Even if it does, there is lot that you can buy for about 500 INR. Just saying.
They can be big organised mass checks in the UK, with customs and excise officials (it is they who hold the real power) as well as the police (they are there simply to uphold the peace) organising well-planned dippings on major roads at peak holiday times. Relatively rare, I perhaps see one once every five years on average.

They can also turn up at remote farms, unannounced and check vehicles - farmers use 'red diesel' in their farm machinery which is just over half the price of road diesel. The temptation can be too great for some! Also at rural shows and agricultural sales. I'm told that if you are caught with red diesel (or kerosene etc) in your fuel, they look to see how many miles you have done in the vehicle since purchasing it and from the concentration of illicit fuel in your tank, work out how much tax you have avoided. They then ask you politely for it; there are cases where people have lost everything, such is the amount owed.

Our authorities also snoop on public internet forums - one clown advertised his use of non road fuel on one such forum and had a little visit. It sounds as if you are all glad you don't live in our carefully policed and regulated society! Freedom takes many forms - the duty collected on fuel goes a long way to paying for our free (at the point of use) National Health Service.

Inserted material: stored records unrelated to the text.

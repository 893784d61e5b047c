use anyhow::Result;
use palisade::activity::EventCache;
use palisade::atproto::client::Client;
use palisade::config::Settings;
use palisade::embed::checker::EmbedChecker;
use palisade::matcher::{RuleMatcher, SubstringMatcher};
use palisade::metrics::create_metrics_publisher;
use palisade::moderation::ActionRouter;
use std::env;
use std::sync::Arc;
use tokio::signal;
use tokio_util::{sync::CancellationToken, task::TaskTracker};
use tracing_subscriber::prelude::*;

fn init_tracing() {
    let env_filter = tracing_subscriber::EnvFilter::new(
        std::env::var("RUST_LOG").unwrap_or_else(|_| "palisade=info".into()),
    );

    // JSON output for collectors, pretty output for terminals
    let fmt_layer = if std::env::var("JSON_LOGS").is_ok() {
        tracing_subscriber::fmt::layer()
            .json()
            .with_current_span(true)
            .boxed()
    } else {
        tracing_subscriber::fmt::layer().boxed()
    };

    tracing_subscriber::registry()
        .with(env_filter)
        .with(fmt_layer)
        .init();
}

#[tokio::main]
async fn main() -> Result<()> {
    let settings_path = env::args().nth(1).unwrap_or_else(|| "palisade.yml".to_string());
    let settings = Settings::from_file(&settings_path)?;

    init_tracing();
    tracing::info!(settings = %settings_path, "starting palisade");

    let metrics = create_metrics_publisher(&settings.metrics)?;

    let client = Arc::new(Client::new(settings.client.clone(), metrics.clone()));
    client.connect().await?;
    tracing::info!(ready = client.is_ready(), dry_run = client.dry_run(), "client configured");

    let tracker = TaskTracker::new();
    let token = CancellationToken::new();

    let router = Arc::new(ActionRouter::new(
        settings.action_router.queue_limit,
        client.clone(),
        metrics.clone(),
    ));
    let router_handle = router.handle();
    {
        let router = router.clone();
        let token = token.clone();
        tracker.spawn(async move { router.run(token).await });
    }

    let matcher: Arc<dyn RuleMatcher> = Arc::new(SubstringMatcher::new(settings.rules.clone()));
    let checker = Arc::new(EmbedChecker::new(
        settings.embed_checker.clone(),
        matcher,
        router_handle,
        metrics.clone(),
    )?);
    checker.spawn_workers(&tracker, token.clone());

    let event_cache = Arc::new(EventCache::new(
        settings.account_cache.max_accounts,
        metrics.clone(),
    ));

    // The ingestion transport attaches here: embed-info lists go through
    // `checker.wait_enqueue`, account activity through `event_cache.record`.

    // Shutdown: close the tracker and cancel the workers on SIGINT/SIGTERM
    {
        let signal_tracker = tracker.clone();
        let signal_token = token.clone();
        tokio::spawn(async move {
            let ctrl_c = async {
                signal::ctrl_c()
                    .await
                    .expect("failed to install Ctrl+C handler");
            };

            #[cfg(unix)]
            let terminate = async {
                signal::unix::signal(signal::unix::SignalKind::terminate())
                    .expect("failed to install signal handler")
                    .recv()
                    .await;
            };

            #[cfg(not(unix))]
            let terminate = std::future::pending::<()>();

            tokio::select! {
                _ = ctrl_c => {
                    tracing::info!("received Ctrl+C, initiating shutdown");
                }
                _ = terminate => {
                    tracing::info!("received SIGTERM, initiating shutdown");
                }
            }

            signal_tracker.close();
            signal_token.cancel();
        });
    }

    tracker.wait().await;
    tracing::info!(
        cached_accounts = event_cache.len().await,
        evicted_accounts = event_cache.evicted_count(),
        "shutdown complete"
    );
    Ok(())
}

However the 'man in the street' isn't powerless, we had a massive fuel strike by petrol and diesel tanker drivers a decade ago when prices first shot up very high and the country was paralysed. The strike ended just before everything ground to a complete halt - government has been careful not to push too far with fuel prices ever since, from a taxation perspective. Which means that prices are still extremely high, but chancellors daren't carry on adding as much extra tax as they would like.

The illegality of using plant/veg oil here without declaring yourself as a 'fuel producer' and paying duties owed ended in 2007 when it became clear that the cost of collecting and processing this revenue was greater than the revenue itself - a lot of people were sending in cheques for very small amounts of money on a very regular basis - haha!